Return all lines in the data where the string "VecDeque" can be found.

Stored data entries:
* * * *
#[cfg(test)]
mod tests {
    use super::*;
    use crate::alignment::Alignment;
    use crate::camera::Frame;
    use crate::config::EmitPolicy;
    use crate::pose::Keypoint;
    use crate::monitor::{BADGE_OFF, BADGE_ON, TITLE_ACTIVE};
    use bytes::Bytes;
    use futures::future::BoxFuture;
    use std::collections::VecDeque;
    use std::sync::atomic::{AtomicUsize, Ordering};
    use std::sync::Mutex;
    use tokio::sync::Notify;
    use tokio::time::{sleep, timeout};

    // --- fakes ---

    struct ReadyVideo;

    impl VideoSource for ReadyVideo {
        fn current_frame(&self) -> Option<Frame> {
            Some(Frame {
                width: 640,
                height: 480,
                data: Bytes::from_static(&[0u8; 4]),
            })
        }
    }

    #[derive(Default)]
    struct FakeCamera {
        fail_open: bool,
        opened: Mutex<Vec<String>>,
    }

    impl CameraBackend for FakeCamera {
        fn enumerate_devices(&self) -> Result<Vec<MediaDeviceInfo>> {
            Ok(vec![
                MediaDeviceInfo::video("cam-1", "Integrated Camera"),
                MediaDeviceInfo::video("cam-2", ""),
            ])
        }

        fn open(&self, device_id: &str) -> Result<Box<dyn VideoSource>> {
            if self.fail_open {
                anyhow::bail!("permission denied");
            }
            self.opened.lock().unwrap().push(device_id.to_string());
            Ok(Box::new(ReadyVideo))
        }
    }

    fn pose_at(y: f32) -> Vec<Pose> {
        vec![Pose::new(vec![Keypoint::new(320.0, y, 0.9); 17])]
    }

    /// Pops one scripted y per call; empty script means nobody in frame.
    #[derive(Default)]
    struct ScriptedSource {
        ys: Mutex<VecDeque<f32>>,
        calls: AtomicUsize,
    }

    impl ScriptedSource {
        fn push(&self, y: f32) {
            self.ys.lock().unwrap().push_back(y);
        }
    }

    impl KeypointSource for ScriptedSource {
        fn estimate(&self, _frame: Frame) -> BoxFuture<'static, Result<Vec<Pose>>> {
            self.calls.fetch_add(1, Ordering::SeqCst);
            let next = self.ys.lock().unwrap().pop_front();
            async move { Ok(next.map(pose_at).unwrap_or_default()) }.boxed()
        }
    }

    /// Every call blocks until the gate is opened once.
    #[derive(Default)]
    struct GatedSource {
        gate: Arc<Notify>,
        calls: AtomicUsize,
    }

    impl KeypointSource for GatedSource {
        fn estimate(&self, _frame: Frame) -> BoxFuture<'static, Result<Vec<Pose>>> {
            self.calls.fetch_add(1, Ordering::SeqCst);
            let gate = self.gate.clone();
            async move {
                gate.notified().await;
                Ok(pose_at(100.0))
            }
            .boxed()
        }
    }

    #[derive(Default)]
    struct PanickingSource {
        calls: AtomicUsize,
    }

    impl KeypointSource for PanickingSource {
        fn estimate(&self, _frame: Frame) -> BoxFuture<'static, Result<Vec<Pose>>> {
            self.calls.fetch_add(1, Ordering::SeqCst);
            async move { panic!("model crashed") }.boxed()
        }
    }

    fn spawn_service(
        hub: &Hub,
        camera: Arc<FakeCamera>,
        source: Arc<dyn KeypointSource>,
    ) -> (MonitorHandle, CancellationToken) {
        let config = MonitorConfig {
            emit_policy: EmitPolicy::OnTransition,
            ..MonitorConfig::default()
        };
        let (service, handle) = MonitorService::new(&config, hub.clone(), camera, source);
        let shutdown = CancellationToken::new();
        tokio::spawn(service.run(shutdown.clone()));
        (handle, shutdown)
    }

    async fn next_event(port: &mut Port) -> AlignmentEvent {
        let frame = port.recv().await.expect("relay closed");
        protocol::decode(&frame).unwrap()
    }

    async fn next_status(port: &mut Port) -> StatusPush {
        let frame = port.recv().await.expect("control closed");
        protocol::decode(&frame).unwrap()
    }

    // --- tests ---

    #[tokio::test(start_paused = true)]
    async fn test_scenario_end_to_end() {
        let hub = Hub::new();
        let mut relay = hub.listen(RELAY_CHANNEL);
        let source = Arc::new(ScriptedSource::default());
        for y in [100.0, 130.0, 120.0] {
            source.push(y);
        }
        let (handle, _shutdown) =
            spawn_service(&hub, Arc::new(FakeCamera::default()), source.clone());

        assert_eq!(handle.devices().len(), 2);
        assert_eq!(handle.run_state().device_id.as_deref(), Some("cam-1"));
        assert!(handle.send(Command::SetWatching(true)));

        let mut port = relay.accept().await.unwrap();
        assert_eq!(next_event(&mut port).await, AlignmentEvent::baseline(100.0));
        assert_eq!(next_event(&mut port).await, AlignmentEvent::alignment(Alignment::Good));
        assert_eq!(next_event(&mut port).await, AlignmentEvent::alignment(Alignment::Bad));
        assert_eq!(next_event(&mut port).await, AlignmentEvent::alignment(Alignment::Good));
        assert_eq!(hub.badge_text(), BADGE_ON);
        assert_eq!(handle.title(), TITLE_ACTIVE);

        handle.send(Command::ResetBaseline);
        sleep(Duration::from_millis(1)).await;
        source.push(70.0);
        assert_eq!(next_event(&mut port).await, AlignmentEvent::baseline(70.0));
        assert_eq!(next_event(&mut port).await, AlignmentEvent::alignment(Alignment::Good));

        handle.send(Command::SetWatching(false));
        sleep(Duration::from_millis(1)).await;
        let calls = source.calls.load(Ordering::SeqCst);
        source.push(300.0);
        assert!(timeout(Duration::from_secs(2), port.recv()).await.is_err());
        assert_eq!(source.calls.load(Ordering::SeqCst), calls);
        assert_eq!(hub.badge_text(), BADGE_OFF);
        assert!(!handle.run_state().is_watching);
    }

    #[tokio::test(start_paused = true)]
    async fn test_slow_inference_skips_ticks() {
        let hub = Hub::new();
        let mut relay = hub.listen(RELAY_CHANNEL);
        let source = Arc::new(GatedSource::default());
        let (handle, _shutdown) =
            spawn_service(&hub, Arc::new(FakeCamera::default()), source.clone());

        handle.send(Command::SetWatching(true));
        sleep(Duration::from_millis(550)).await;
        assert_eq!(source.calls.load(Ordering::SeqCst), 1);

        source.gate.notify_one();
        let mut port = relay.accept().await.unwrap();
        assert_eq!(next_event(&mut port).await, AlignmentEvent::baseline(100.0));

        sleep(Duration::from_millis(150)).await;
        assert_eq!(source.calls.load(Ordering::SeqCst), 2);
    }

    #[tokio::test(start_paused = true)]
    async fn test_inference_after_stop_is_discarded() {
        let hub = Hub::new();
        let mut relay = hub.listen(RELAY_CHANNEL);
        let source = Arc::new(GatedSource::default());
        let (handle, _shutdown) =
            spawn_service(&hub, Arc::new(FakeCamera::default()), source.clone());

        handle.send(Command::SetWatching(true));
        sleep(Duration::from_millis(150)).await;
        assert_eq!(source.calls.load(Ordering::SeqCst), 1);

        handle.send(Command::SetWatching(false));
        sleep(Duration::from_millis(1)).await;
        source.gate.notify_one();
        assert!(timeout(Duration::from_millis(500), relay.accept()).await.is_err());

        // guard was released by the discarded result
        handle.send(Command::SetWatching(true));
        sleep(Duration::from_millis(150)).await;
        assert_eq!(source.calls.load(Ordering::SeqCst), 2);
    }

    #[tokio::test(start_paused = true)]
    async fn test_panicking_source_does_not_wedge_loop() {
        let hub = Hub::new();
        let source = Arc::new(PanickingSource::default());
        let (handle, _shutdown) =
            spawn_service(&hub, Arc::new(FakeCamera::default()), source.clone());

        handle.send(Command::SetWatching(true));
        sleep(Duration::from_millis(450)).await;
        assert!(source.calls.load(Ordering::SeqCst) >= 3);
        assert!(handle.run_state().is_watching);
    }

    #[tokio::test(start_paused = true)]
    async fn test_camera_failure_is_contained() {
        let hub = Hub::new();
        let source = Arc::new(ScriptedSource::default());
        let camera = Arc::new(FakeCamera {
            fail_open: true,
            ..FakeCamera::default()
        });
        let (handle, _shutdown) = spawn_service(&hub, camera, source.clone());

        handle.send(Command::SetWatching(true));
        sleep(Duration::from_millis(500)).await;
        assert_eq!(source.calls.load(Ordering::SeqCst), 0);

        handle.send(Command::SetWatching(false));
        sleep(Duration::from_millis(1)).await;
        assert!(!handle.run_state().is_watching);
    }

    #[tokio::test(start_paused = true)]
    async fn test_switch_device_reopens_camera() {
        let hub = Hub::new();
        let camera = Arc::new(FakeCamera::default());
        let (handle, _shutdown) =
            spawn_service(&hub, camera.clone(), Arc::new(ScriptedSource::default()));

        handle.send(Command::SetWatching(true));
        handle.send(Command::SwitchDevice("cam-2".into()));
        sleep(Duration::from_millis(1)).await;

        assert_eq!(*camera.opened.lock().unwrap(), vec!["cam-1", "cam-2"]);
        let run = handle.run_state();
        assert!(run.is_watching);
        assert_eq!(run.device_id.as_deref(), Some("cam-2"));
        assert_eq!(hub.badge_text(), BADGE_ON);
    }

    #[tokio::test(start_paused = true)]
    async fn test_control_channel_status_and_commands() {
        let hub = Hub::new();
        let (handle, _shutdown) = spawn_service(
            &hub,
            Arc::new(FakeCamera::default()),
            Arc::new(ScriptedSource::default()),
        );

        let mut panel = hub.connect(CONTROL_CHANNEL);
        assert_eq!(
            next_status(&mut panel).await,
            StatusPush::SetIsWatching { is_watching: false }
        );
        assert_eq!(
            next_status(&mut panel).await,
            StatusPush::SetIsPanelOpen { is_panel_open: true }
        );

        // toggled from the monitoring surface itself; mirrored to the panel
        handle.send(Command::SetWatching(true));
        assert_eq!(
            next_status(&mut panel).await,
            StatusPush::SetIsWatching { is_watching: true }
        );

        // commands from the panel, including garbage that must be ignored
        panel.post(Bytes::from_static(b"{\"action\":\"NOPE\"}"));
        let off = protocol::encode(&ControlCommand::ToggleWatching { is_watching: false }).unwrap();
        panel.post(off);
        assert_eq!(
            next_status(&mut panel).await,
            StatusPush::SetIsWatching { is_watching: false }
        );
        assert!(!handle.run_state().is_watching);
        assert_eq!(hub.badge_text(), BADGE_OFF);

        // a closed panel is released silently
        drop(panel);
        handle.send(Command::SetWatching(true));
        sleep(Duration::from_millis(1)).await;
        assert!(handle.run_state().is_watching);
    }

    #[tokio::test(start_paused = true)]
    async fn test_reconnects_after_router_restart() {
        let hub = Hub::new();
        let mut relay = hub.listen(RELAY_CHANNEL);
        let source = Arc::new(ScriptedSource::default());
        source.push(100.0);
        let (handle, _shutdown) =
            spawn_service(&hub, Arc::new(FakeCamera::default()), source.clone());

        handle.send(Command::SetWatching(true));
        let mut port = relay.accept().await.unwrap();
        assert_eq!(next_event(&mut port).await, AlignmentEvent::baseline(100.0));

        drop(port);
        drop(relay);
        let mut relay = hub.listen(RELAY_CHANNEL);
        source.push(200.0);

        let mut port = relay.accept().await.unwrap();
        assert_eq!(next_event(&mut port).await, AlignmentEvent::alignment(Alignment::Bad));
    }

    #[tokio::test(start_paused = true)]
    async fn test_verdict_resent_once_router_returns() {
        let hub = Hub::new();
        let source = Arc::new(ScriptedSource::default());
        for _ in 0..5 {
            source.push(100.0);
        }
        for _ in 0..5 {
            source.push(200.0);
        }
        let (handle, _shutdown) =
            spawn_service(&hub, Arc::new(FakeCamera::default()), source.clone());

        // no router while the posture turns bad
        handle.send(Command::SetWatching(true));
        sleep(Duration::from_secs(2)).await;
        assert!(source.ys.lock().unwrap().is_empty());

        let mut relay = hub.listen(RELAY_CHANNEL);
        for _ in 0..3 {
            source.push(200.0);
        }
        let mut port = relay.accept().await.unwrap();
        assert_eq!(next_event(&mut port).await, AlignmentEvent::alignment(Alignment::Bad));
    }

    #[tokio::test(start_paused = true)]
    async fn test_keepalive_reaches_late_renderer() {
        let hub = Hub::new();
        let mut relay = hub.listen(RELAY_CHANNEL);
        let source = Arc::new(ScriptedSource::default());
        source.push(100.0);
        for _ in 0..40 {
            source.push(150.0);
        }
        let config = MonitorConfig {
            keepalive_samples: 5,
            ..MonitorConfig::default()
        };
        let (service, handle) = MonitorService::new(
            &config,
            hub.clone(),
            Arc::new(FakeCamera::default()),
            source.clone(),
        );
        tokio::spawn(service.run(CancellationToken::new()));

        handle.send(Command::SetWatching(true));
        let mut port = relay.accept().await.unwrap();
        assert_eq!(next_event(&mut port).await, AlignmentEvent::baseline(100.0));
        assert_eq!(next_event(&mut port).await, AlignmentEvent::alignment(Alignment::Good));
        assert_eq!(next_event(&mut port).await, AlignmentEvent::alignment(Alignment::Bad));
        // unchanged verdict comes again without any transition
        assert_eq!(next_event(&mut port).await, AlignmentEvent::alignment(Alignment::Bad));
    }

    #[tokio::test(start_paused = true)]
    async fn test_shutdown_ends_loop() {
        let hub = Hub::new();
        let config = MonitorConfig::default();
        let (service, handle) = MonitorService::new(
            &config,
            hub.clone(),
            Arc::new(FakeCamera::default()),
            Arc::new(ScriptedSource::default()),
        );
        let shutdown = CancellationToken::new();
        let task = tokio::spawn(service.run(shutdown.clone()));

        shutdown.cancel();
        task.await.unwrap();
        assert!(!handle.send(Command::ResetBaseline));
    }
}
* * * *
Solved problem
    use std::collections::VecDeque;
        ys: Mutex<VecDeque<f32>>,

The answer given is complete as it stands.